One thing that leaps out of Simon Reynolds's Rip It Up and Start Again: Post-Punk 1978-1984 (out in the U.S. early next year, minus four chapters; for the real deal, go to is how many of the book's subjects--Talking Heads, the Zé Records roster, A Certain Ratio--went out of their way to engage a world wider than that of the art-school surroundings they could have comfortably limited themselves to. Sometimes the results were like ACR, bold without amounting to much; sometimes you got a masterpiece like the Heads' Remain in Light. But the idea that some far-flung something is always available to be found and explored is as honorable a creative impulse as any.

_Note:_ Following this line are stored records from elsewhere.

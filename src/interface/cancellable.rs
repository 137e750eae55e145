//! Cancellable go-to-point goals with periodic feedback

use super::{publish_or_warn, run_tick, VelocitySink};
use crate::common::{TargetPose, VelocityCommand};
use crate::config::{ControlParameters, PointReachConfig};
use crate::control::{ControllerState, PointReachController};
use crate::error::Result;
use crate::perception::PoseSource;
use std::sync::atomic::{AtomicBool, Ordering};
use std::sync::Arc;
use std::time::Duration;
use tokio::sync::{mpsc, Mutex};
use tokio::task::JoinHandle;
use tokio::time::{Instant, MissedTickBehavior};

const DEFAULT_TICK_RATE_HZ: f64 = 20.0;
const MIN_TICK_PERIOD: Duration = Duration::from_millis(1);

/// Progress report emitted once per tick
#[derive(Debug, Clone, PartialEq, Eq)]
pub struct Feedback {
    pub state: ControllerState,
    /// Human-readable label of `state`
    pub status: String,
}

impl From<ControllerState> for Feedback {
    fn from(state: ControllerState) -> Self {
        Feedback {
            state,
            status: state.label().to_string(),
        }
    }
}

/// Payload of a successfully completed goal
#[derive(Debug, Clone, Copy, PartialEq, Eq)]
pub struct GoalResult {
    pub ok: bool,
}

/// How a goal ended
#[derive(Debug, Clone, Copy, PartialEq, Eq)]
pub enum GoalOutcome {
    /// The target was reached
    Succeeded(GoalResult),
    /// Cancelled or preempted before reaching the target; no result payload
    Canceled,
    /// The configured deadline elapsed first
    TimedOut,
}

impl GoalOutcome {
    pub fn is_success(&self) -> bool {
        matches!(self, GoalOutcome::Succeeded(GoalResult { ok: true }))
    }

    pub fn result(&self) -> Option<GoalResult> {
        match self {
            GoalOutcome::Succeeded(result) => Some(*result),
            _ => None,
        }
    }
}

/// Shared flag used to request cancellation of a running goal.
///
/// The goal loop polls it once per tick, so the command of a tick already in
/// flight may still be published after `cancel` returns.
#[derive(Debug, Clone, Default)]
pub struct CancelToken(Arc<AtomicBool>);

impl CancelToken {
    pub fn new() -> Self {
        CancelToken::default()
    }

    pub fn cancel(&self) {
        self.0.store(true, Ordering::Release);
    }

    pub fn is_cancelled(&self) -> bool {
        self.0.load(Ordering::Acquire)
    }

    /// Whether both tokens control the same goal
    pub fn same_goal(&self, other: &CancelToken) -> bool {
        Arc::ptr_eq(&self.0, &other.0)
    }
}

/// Caller side of a spawned goal
pub struct GoalClient {
    cancel: CancelToken,
    feedback: mpsc::UnboundedReceiver<Feedback>,
    handle: JoinHandle<GoalOutcome>,
}

impl GoalClient {
    /// Request cancellation; takes effect at the next tick boundary
    pub fn cancel(&self) {
        self.cancel.cancel();
    }

    pub fn cancel_token(&self) -> CancelToken {
        self.cancel.clone()
    }

    /// Next feedback event, or `None` once the goal has finished and all
    /// events were consumed
    pub async fn next_feedback(&mut self) -> Option<Feedback> {
        self.feedback.recv().await
    }

    /// Feedback already emitted and not yet consumed, without waiting
    pub fn try_next_feedback(&mut self) -> Option<Feedback> {
        self.feedback.try_recv().ok()
    }

    /// Wait for the goal to end.
    ///
    /// Feedback not consumed yet is discarded, and the goal stops queueing more.
    pub async fn outcome(self) -> Result<GoalOutcome> {
        let GoalClient {
            feedback, handle, ..
        } = self;
        drop(feedback);
        Ok(handle.await?)
    }
}

/// Runs goals at a fixed tick rate with feedback and cooperative cancellation
pub struct CancellableGoalServer<P, V> {
    params: ControlParameters,
    pose_source: P,
    sink: V,
    tick_period: Duration,
    timeout: Option<Duration>,
    active: Mutex<()>,
}

impl<P: PoseSource, V: VelocitySink> CancellableGoalServer<P, V> {
    /// Server ticking at 20 Hz with no deadline
    pub fn new(params: ControlParameters, pose_source: P, sink: V) -> Self {
        CancellableGoalServer {
            params,
            pose_source,
            sink,
            tick_period: Duration::from_secs_f64(1.0 / DEFAULT_TICK_RATE_HZ),
            timeout: None,
            active: Mutex::new(()),
        }
    }

    /// Server using the control parameters, tick rate and deadline of `config`
    pub fn from_config(config: &PointReachConfig, pose_source: P, sink: V) -> Result<Self> {
        Ok(Self::new(config.control.clone(), pose_source, sink)
            .with_tick_period(config.node.tick_period()?)
            .with_timeout(config.node.timeout()?))
    }

    /// Periods shorter than one millisecond are raised to one millisecond
    pub fn with_tick_period(mut self, tick_period: Duration) -> Self {
        if tick_period < MIN_TICK_PERIOD {
            tracing::warn!(
                "Tick period {:?} is too short, using {:?}",
                tick_period,
                MIN_TICK_PERIOD
            );
        }
        self.tick_period = tick_period.max(MIN_TICK_PERIOD);
        self
    }

    pub fn with_timeout(mut self, timeout: Option<Duration>) -> Self {
        self.timeout = timeout;
        self
    }

    pub fn tick_period(&self) -> Duration {
        self.tick_period
    }

    /// Run one goal to completion, cancellation or timeout.
    ///
    /// Waits for any goal already running on this server to finish first.
    pub async fn execute(
        &self,
        goal: TargetPose,
        cancel: &CancelToken,
        feedback: &mpsc::UnboundedSender<Feedback>,
    ) -> GoalOutcome {
        let _active = self.active.lock().await;
        tracing::info!(
            "Accepted goal x={:.3}, y={:.3}, theta={:.3}",
            goal.x,
            goal.y,
            goal.final_heading
        );

        let mut controller = PointReachController::new(self.params.clone(), goal);
        // A deadline past the end of representable time never fires
        let deadline = self
            .timeout
            .and_then(|timeout| Instant::now().checked_add(timeout));
        let mut ticker = tokio::time::interval(self.tick_period);
        ticker.set_missed_tick_behavior(MissedTickBehavior::Delay);

        loop {
            ticker.tick().await;

            if cancel.is_cancelled() {
                tracing::info!("Goal was preempted in state [{}]", controller.state());
                publish_or_warn(&self.sink, VelocityCommand::stop());
                return GoalOutcome::Canceled;
            }

            if deadline.is_some_and(|deadline| Instant::now() >= deadline) {
                tracing::warn!("Goal timed out in state [{}]", controller.state());
                publish_or_warn(&self.sink, VelocityCommand::stop());
                return GoalOutcome::TimedOut;
            }

            let state = controller.state();
            if feedback.send(Feedback::from(state)).is_err() {
                tracing::debug!("Feedback receiver dropped");
            }

            run_tick(&mut controller, &self.pose_source, &self.sink);

            if state.is_terminal() {
                tracing::info!("Goal succeeded");
                return GoalOutcome::Succeeded(GoalResult { ok: true });
            }
        }
    }
}

impl<P, V> CancellableGoalServer<P, V>
where
    P: PoseSource + 'static,
    V: VelocitySink + 'static,
{
    /// Start a goal on the tokio runtime and hand back its client side
    pub fn spawn_goal(self: &Arc<Self>, goal: TargetPose) -> GoalClient {
        let cancel = CancelToken::new();
        let (feedback_tx, feedback_rx) = mpsc::unbounded_channel();

        let server = Arc::clone(self);
        let token = cancel.clone();
        let handle =
            tokio::spawn(async move { server.execute(goal, &token, &feedback_tx).await });

        GoalClient {
            cancel,
            feedback: feedback_rx,
            handle,
        }
    }
}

The parallels between those artists and the 20 bands collected on these two compilations of Brazilian post-punk are striking: Instead of drowning out Journey and ELO with their jagged noise and death-disco beats, the artists on the concise, flawless Não Wave and the iffier Sexual Life of the Savages (boo to Chili Peppers-ish slap-metal in any language) took aim at the "well-behaved MPB [Brazilian popular music] of the '80s" (per Bruno Verner's Savages notes)--the same stuff that inspired the Heads' David Byrne to start Luaka Bop Records. By contrast, bands like Agentss took their cues from Byrne's old band: Agentss' self-titled single kicks off Não Wave like an outtake from More Songs About Buildings and Food (complete with Eno-ish guitar phasing) sung in Portuguese.

It's just as easy to draw comparisons between most of the rest of these songs--Fellini's "Funziona senza vapore," on Não Wave, recalls a kindlier Fall, while As Mercenarias's "Panico" from Savages could be X if they'd been from Sao Paulo instead of Los Angeles. But the fun part comes in hearing how invigorated these bands are to take on sonic identities whose sources they had to seek out--not unlike British kids playing R&B in the '60s, or London grime artists reinventing American rap today. Post-punk has often been criticized as insular, and, like all music, plenty of it was. But the best of it was as universal as anything, and these discs, full of great tunes dressed if not voiced familiarly, are the ultimate proof.